Figure 5.18 The microservice and the redundant implementation of the utility service are positioned within a container that also includes system components and libraries. This is an example of how containerization technology can be used to further increase the autonomy and mobility of services. The extent to which autonomy is increased depends on the extent to which redundant implementations of external resources the service may need to call are included in the container.
Note that Figures 5.17 and 5.18 depict architectures that are commonly associated with microservice implementations. Deployment bundles and containerization technology can also be used for services based on other service models or for entire solutions that are not service-oriented. Due to the typical requirement of a microservice to support specialized processing or deployment requirements, there is usually a greater need for dedicated underlying hosting environments and resources.

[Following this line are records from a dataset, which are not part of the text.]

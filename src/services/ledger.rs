//! Prediction ledger: at most one stored prediction per symbol per day,
//! scored against the latest observed move, with per-symbol accuracy.

use crate::error::{AppError, Result};
use crate::services::SqliteStore;
use crate::sources::MarketDataSource;
use crate::types::{
    last_move_direction, normalize_symbol, AccuracyStats, NewPrediction, PredictionRecord,
    Recommendation, StoreOutcome,
};
use chrono::{Local, NaiveDate};
use std::sync::Arc;
use tracing::{debug, error, info, warn};

/// Records predictions and reports their accuracy.
pub struct PredictionLedger {
    store: Arc<SqliteStore>,
    source: Arc<dyn MarketDataSource>,
    history_period: String,
}

impl PredictionLedger {
    pub fn new(
        store: Arc<SqliteStore>,
        source: Arc<dyn MarketDataSource>,
        history_period: impl Into<String>,
    ) -> Self {
        Self {
            store,
            source,
            history_period: history_period.into(),
        }
    }

    /// Direction of the most recent close-to-close move, refetched from the source.
    pub fn actual_direction(&self, symbol: &str) -> Result<u8> {
        let bars = self.source.fetch_history(symbol, &self.history_period)?;
        last_move_direction(&bars)
            .ok_or_else(|| AppError::NotEnoughHistoryForActual(symbol.to_string()))
    }

    /// Store today's prediction for `symbol` (local calendar date).
    pub fn store(
        &self,
        symbol: &str,
        recommendation: Recommendation,
        price: Option<f64>,
        volume: Option<f64>,
    ) -> Result<StoreOutcome> {
        self.store_for_date(Local::now().date_naive(), symbol, recommendation, price, volume)
    }

    /// Store a prediction for `symbol` on `date` unless one already exists.
    ///
    /// A missing actual direction is stored as NULL and scores as incorrect.
    pub fn store_for_date(
        &self,
        date: NaiveDate,
        symbol: &str,
        recommendation: Recommendation,
        price: Option<f64>,
        volume: Option<f64>,
    ) -> Result<StoreOutcome> {
        let symbol = normalize_symbol(symbol);

        let actual_direction = match self.actual_direction(&symbol) {
            Ok(direction) => Some(direction),
            Err(e) => {
                warn!("Actual direction unknown for {}: {}", symbol, e);
                None
            }
        };

        let prediction = NewPrediction {
            symbol,
            date,
            recommendation,
            actual_direction,
            price,
            volume,
        };

        let outcome = self.store.insert_if_absent(&prediction)?;
        match outcome {
            StoreOutcome::Inserted(id) => debug!(
                "Recorded {} for {} on {} (id {}, actual {:?})",
                recommendation, prediction.symbol, date, id, actual_direction
            ),
            StoreOutcome::Skipped => info!(
                "Prediction already exists for {} on {}. Skipping...",
                prediction.symbol, date
            ),
        }
        Ok(outcome)
    }

    pub fn accuracy_stats(&self, symbol: &str) -> Result<AccuracyStats> {
        self.store.accuracy_stats(&normalize_symbol(symbol))
    }

    /// Percentage of correct predictions for `symbol`; 0.0 with no records.
    ///
    /// Storage errors are logged and reported as 0.0.
    pub fn accuracy(&self, symbol: &str) -> f64 {
        match self.accuracy_stats(symbol) {
            Ok(stats) => stats.accuracy_pct(),
            Err(e) => {
                error!("Failed to read accuracy for {}: {}", symbol, e);
                0.0
            }
        }
    }

    /// Most recent records for `symbol`.
    pub fn history(&self, symbol: &str, limit: usize) -> Result<Vec<PredictionRecord>> {
        self.store.predictions(&normalize_symbol(symbol), limit)
    }
}
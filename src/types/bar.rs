use chrono::NaiveDate;
use serde::{Deserialize, Serialize};

/// One daily OHLCV bar.
#[derive(Debug, Clone, PartialEq, Serialize, Deserialize)]
pub struct Bar {
    pub date: NaiveDate,
    pub open: f64,
    pub high: f64,
    pub low: f64,
    pub close: f64,
    pub volume: f64,
}

impl Bar {
    /// Convenience constructor for a bar whose OHLC values are all derived from `close`.
    pub fn from_close(date: NaiveDate, close: f64, volume: f64) -> Self {
        Self {
            date,
            open: close,
            high: close,
            low: close,
            close,
            volume,
        }
    }
}

/// Latest traded price and volume for a symbol.
#[derive(Debug, Clone, Copy, PartialEq, Serialize, Deserialize)]
pub struct Quote {
    pub price: f64,
    pub volume: f64,
}

/// Extract the close column of a series.
pub fn closes(bars: &[Bar]) -> Vec<f64> {
    bars.iter().map(|b| b.close).collect()
}

/// Extract the volume column of a series.
pub fn volumes(bars: &[Bar]) -> Vec<f64> {
    bars.iter().map(|b| b.volume).collect()
}

/// Direction of the most recent move: 1 if the last close is above the
/// second-last, else 0. None with fewer than two bars.
pub fn last_move_direction(bars: &[Bar]) -> Option<u8> {
    match bars {
        [.., prev, last] => Some(u8::from(last.close > prev.close)),
        _ => None,
    }
}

Numerous variations of these architectures can exist. For example:
• Services packaged in the same deployment bundle may be able to communicate in-process or out-of-process.
• The microservice in the preceding scenarios may compose the utility service to access an underlying resource or it may disregard the Service Loose Coupling principle and access the underlying resource directly.
• Multiple deployment bundles can be located on the same virtual server, as long as respective autonomy requirements can be fulfilled.
• In Figure 5.18, the container is located on a physical server, but it can also be located on a virtual server.
• A container can host multiple deployment bundles, which may be desirable if communication between services and resources in the respective bundles is required.
Although microservice architecture and related technologies are not covered in this book, summary profiles of the Microservice Deployment [349] and Containerization [333] patterns are provided in Appendix C and are recommended reading. These and other related patterns can also be accessed in the Service Implementation Patterns category at www.soapatterrns.org.
Capability Recomposition
As previously mentioned, the recomposition of services is a fundamental and distinctive goal of service-oriented computing. This step specifically addresses the recurring involvement of a service via the repeated composition of a service capability. The relationship diagram shown in Figure 5.19 highlights how the preceding steps that have been described all essentially lead to opportunities for service capability recomposition.
Logic Centralization and Service Normalization
As more services are added to a service inventory, careful attention needs to be given to the respective service boundaries. This introduces the concept of service normalization. Service boundaries are defined on a functional basis and new logic introduced into a service inventory is first analyzed for its coherency in relation to the functional boundaries of existing services in order to avoid functional overlap. Functional overlap results in redundant logic, which can lead to increased maintenance overhead on an ongoing basis and when business requirements change. It can further lead to governance and configuration management issues, especially in cases where the redundant logic is owned by different groups within an organization.
The less functional overlap that is allowed in a service inventory, the less redundant logic exists, and the more normalized the service inventory becomes. Logic centralization is a technique that supports service normalization by centralizing logic in the form of single, normalized services (Figure 5.20).